Anxiety's effects on your life can be brutal, interfering with what you want to do, who you want to be with, and how you want to be. A previous post explored six ways anxiety messes with your life. Here, we'll revisit those nasty effects of anxiety, and I offer six mindfulness-based tips to effectively deal with them. You can implement these mindfulness tips immediately--they don't need extra tools or preparation--so you can reduce anxiety's effects on yourself and your life.

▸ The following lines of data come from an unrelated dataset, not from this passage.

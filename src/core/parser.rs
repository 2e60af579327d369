use std::path::{Path, PathBuf};
use std::collections::HashMap;
use sha2::{Sha256, Digest};
use ignore::WalkBuilder;
use tracing::debug;

use crate::config::ParsingConfig;
use crate::error::{CanvasError, Result};
use super::languages::{language_for_extension, LanguageParser, PythonParser, JavaScriptParser};
use super::model::CodeElement;
use super::normalizer::normalize;

/// Represents a parsed and normalized source file
#[derive(Debug, Clone)]
pub struct ParsedFile {
    /// File path as given or discovered
    pub path: PathBuf,

    /// Programming language detected
    pub language: String,

    /// Content hash of the source text
    pub content_hash: String,

    /// Normalized element tree rooted at the module
    pub root: CodeElement,

    /// Raw source content (for analysis context)
    pub source: String,
}

/// Multi-language code parser that delegates to language-specific parsers
pub struct CodeParser {
    config: ParsingConfig,
    language_parsers: HashMap<String, Box<dyn LanguageParser>>,
}

impl CodeParser {
    pub fn new(config: &ParsingConfig) -> Result<Self> {
        let mut language_parsers: HashMap<String, Box<dyn LanguageParser>> = HashMap::new();

        for language in &config.languages {
            let parser: Box<dyn LanguageParser> = match language.as_str() {
                "python" => Box::new(PythonParser::new()?),
                "javascript" => Box::new(JavaScriptParser::new()?),
                "typescript" => Box::new(JavaScriptParser::typescript()?),
                other => {
                    debug!("Skipping unsupported language in config: {}", other);
                    continue;
                }
            };
            debug!(
                "Registered {} parser for .{}",
                parser.language_name(),
                parser.file_extensions().join(", .")
            );
            language_parsers.insert(parser.language_name().to_string(), parser);
        }

        Ok(Self {
            config: config.clone(),
            language_parsers,
        })
    }

    /// Read, parse and normalize a single source file
    pub fn parse_file<P: AsRef<Path>>(&mut self, file_path: P) -> Result<ParsedFile> {
        let path = file_path.as_ref();
        // Detect before reading so unsupported files fail fast
        self.detect_language(path)?;

        let metadata = std::fs::metadata(path)?;
        if metadata.len() as usize > self.config.max_file_size {
            return Err(CanvasError::Parse {
                path: path.to_path_buf(),
                reason: format!(
                    "file is {} bytes, above the {} byte limit",
                    metadata.len(),
                    self.config.max_file_size
                ),
            });
        }

        let source = std::fs::read_to_string(path)?;
        self.parse_source(path, source)
    }

    /// Parse already loaded source text as if it came from `path`
    pub fn parse_source(&mut self, path: &Path, source: String) -> Result<ParsedFile> {
        let language = self.detect_language(path)?;
        let content_hash = self.calculate_hash(&source);

        let parser = self.language_parsers.get_mut(&language)
            .ok_or_else(|| CanvasError::UnsupportedLanguage(language.clone()))?;
        let raw = parser.parse(&source, path)?;
        let root = normalize(raw, &language, path)?;

        debug!("Parsed {} ({}, {})", path.display(), language, &content_hash[..12]);

        Ok(ParsedFile {
            path: path.to_path_buf(),
            language,
            content_hash,
            root,
            source,
        })
    }

    /// Expand the given inputs into a sorted list of parseable files.
    /// Explicit files must be supported; directories are filtered silently.
    pub fn discover_files(&self, inputs: &[PathBuf]) -> Result<Vec<PathBuf>> {
        let mut files = Vec::new();

        for input in inputs {
            if input.is_dir() {
                // Use ignore crate to respect .gitignore
                let walker = WalkBuilder::new(input)
                    .hidden(true)
                    .git_ignore(self.config.respect_gitignore)
                    .build();

                for entry in walker {
                    let entry = entry.map_err(|e| CanvasError::Io(std::io::Error::other(e.to_string())))?;
                    let path = entry.path();
                    if path.is_file() && self.should_parse_file(path) {
                        files.push(path.to_path_buf());
                    }
                }
            } else if input.is_file() {
                self.detect_language(input)?;
                files.push(input.clone());
            } else {
                return Err(CanvasError::Io(std::io::Error::new(
                    std::io::ErrorKind::NotFound,
                    format!("{} does not exist", input.display()),
                )));
            }
        }

        files.sort();
        files.dedup();
        Ok(files)
    }

    /// Determine if a file should be parsed based on configuration
    fn should_parse_file(&self, path: &Path) -> bool {
        self.detect_language(path).is_ok()
    }

    /// Detect programming language from file path
    fn detect_language(&self, path: &Path) -> Result<String> {
        let extension = path.extension().and_then(|ext| ext.to_str()).unwrap_or_default();

        match language_for_extension(extension) {
            Some(language) if self.language_parsers.contains_key(language) => Ok(language.to_string()),
            _ => Err(CanvasError::UnsupportedLanguage(path.display().to_string())),
        }
    }

    /// Calculate SHA256 hash of content
    fn calculate_hash(&self, content: &str) -> String {
        let mut hasher = Sha256::new();
        hasher.update(content.as_bytes());
        format!("{:x}", hasher.finalize())
    }
}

Why Mindful Tips Reduce the Effects of Anxiety 

Why do mindfulness tips reduce the effects of anxiety? Well, the ultimate repercussion of anxiety is that it takes over your thoughts and feelings. It can dictate your behavior. Anxiety tries to live your life for you, making you both its unwilling puppet and audience to the puppet show it creates. Its show is set in your past, and your future, and the stars are automatic negative thoughts, rumination, worry, fear, what-ifs, and worst-case scenarios. If you've had enough, take heart. No matter how many locks and strings anxiety has used to keep you out of your own life and stuck in its puppet show, you can use mindfulness to break free and live freely. 

Mindfulness is the act of showing up fully for your life despite problems, stress, anxiety, and other disruptive challenges. To do this, you choose to live in your present moment. When your mind wanders to worries about things that have already happened or about what might happen in the future, you simply notice that you're in anxiety's puppet theatre and use your senses to focus on something tangible in the here-and-now.

These mindfulness tips are simple in concept but can be challenging to sustain in practice. Thankfully, there are practical things you can do to develop this skill and way of being in your life. The following six tips for reducing the effects of anxiety come to us from mindfulness. They'll help you stay present and engaged in each moment of your life, thus cutting you loose from anxiety's puppet show with no strings attached. 

6 Mindful Tips to Deal with the Effects of Anxiety

The following effects are taken directly from the previous post mentioned above. Here, rather than revisiting the details of each, we'll jump straight into the tips for reducing each one.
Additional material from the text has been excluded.